Erri : « Notre espèce a ceci de formidable, c’est que les machines du progrès, de l’économie d’effort, n’ont pas été utilisées pour avoir ensuite plus de temps libre, mais au contraire pour augmenter le produit du travail. [...] Notre espèce accumule le progrès, mais pas le soulagement. »
Il s’agit d’un dialogue entre l’écrivain italien Erri de Luca et l’alpiniste italienne Nives Meroi, dans une tente au camp de base du Dhaulagiri. Ça se passe en 2005. Nives Meroi revient d’une tentative au sommet. Mais elle et ses compagnons n’ont atteint qu’une antécime, à 8157 m, soit dix mètres sous le « vrai » sommet, lui à 8167 m... La crête séparant les deux déborde de corniches dangereuses. Ils reviendront l’année suivante pour enfin fouler le « sommet. »
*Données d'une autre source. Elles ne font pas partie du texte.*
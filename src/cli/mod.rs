mod args;
mod config;
mod generate;

pub use args::{Cli, CliCommand, GenerateCliArgs, ServeCliArgs};
pub use config::handle_config_command;
pub use generate::handle_generate_command;
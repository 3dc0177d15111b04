use anyhow::Result;
use clap::Parser;
use podcast_forge::{
    app::{self, ServeOptions},
    cli::{handle_config_command, handle_generate_command, Cli, CliCommand},
};
use tracing_subscriber::EnvFilter;

#[tokio::main]
async fn main() -> Result<()> {
    let cli = Cli::parse();
    let log_level = if cli.verbose { "debug" } else { "info" };
    let env_filter = EnvFilter::try_new(log_level).unwrap_or_else(|_| EnvFilter::new("info"));

    tracing_subscriber::fmt()
        .with_env_filter(env_filter)
        .with_writer(std::io::stderr)
        .init();

    match cli.command {
        Some(CliCommand::Version) => {
            println!("podcast-forge {}", env!("CARGO_PKG_VERSION"));
            Ok(())
        }
        Some(CliCommand::Config) => handle_config_command(),
        Some(CliCommand::Generate(args)) => handle_generate_command(args).await,
        Some(CliCommand::Serve(args)) => {
            app::run_service(ServeOptions {
                host: args.host,
                port: args.port,
            })
            .await
        }
        None => app::run_service(ServeOptions::default()).await,
    }
}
Nives : « Jusqu’à présent, je n’ai jamais éprouvé le désir de m’enfuir, d’annuler la descente. La descente fait partie de la montée, elle t’incombe et tu dois l’exécuter avec la même précision, même si c’est avec une moindre dépense d’énergie. »
L’écrivain montagnard et l’alpiniste parlent de montagne, forcément, mais pas uniquement. Je n’ai pas senti la présence d’un quelconque fil d’ariane tout au long de ma lecture, même si la montagne reste là. Croisement de réflexions, sur la montagne, la façon de la pratiquer, sur la condition des femmes dans un milieu essentiellement masculin, sur la vie, sur l’amour, sur la religion, sur beaucoup de choses, finalement, dont je serais bien en peine de faire la liste exhaustive. Le petit livre se dévore tant il est délectable de lire d’aussi belles choses. L’attente dans la tente, l’attente que la tempête se calme, que la montagne se fasse à nouveau accueillante est propice à toute sorte de réflexions. Erri de Luca nous en livre ici un des plus beaux morceaux.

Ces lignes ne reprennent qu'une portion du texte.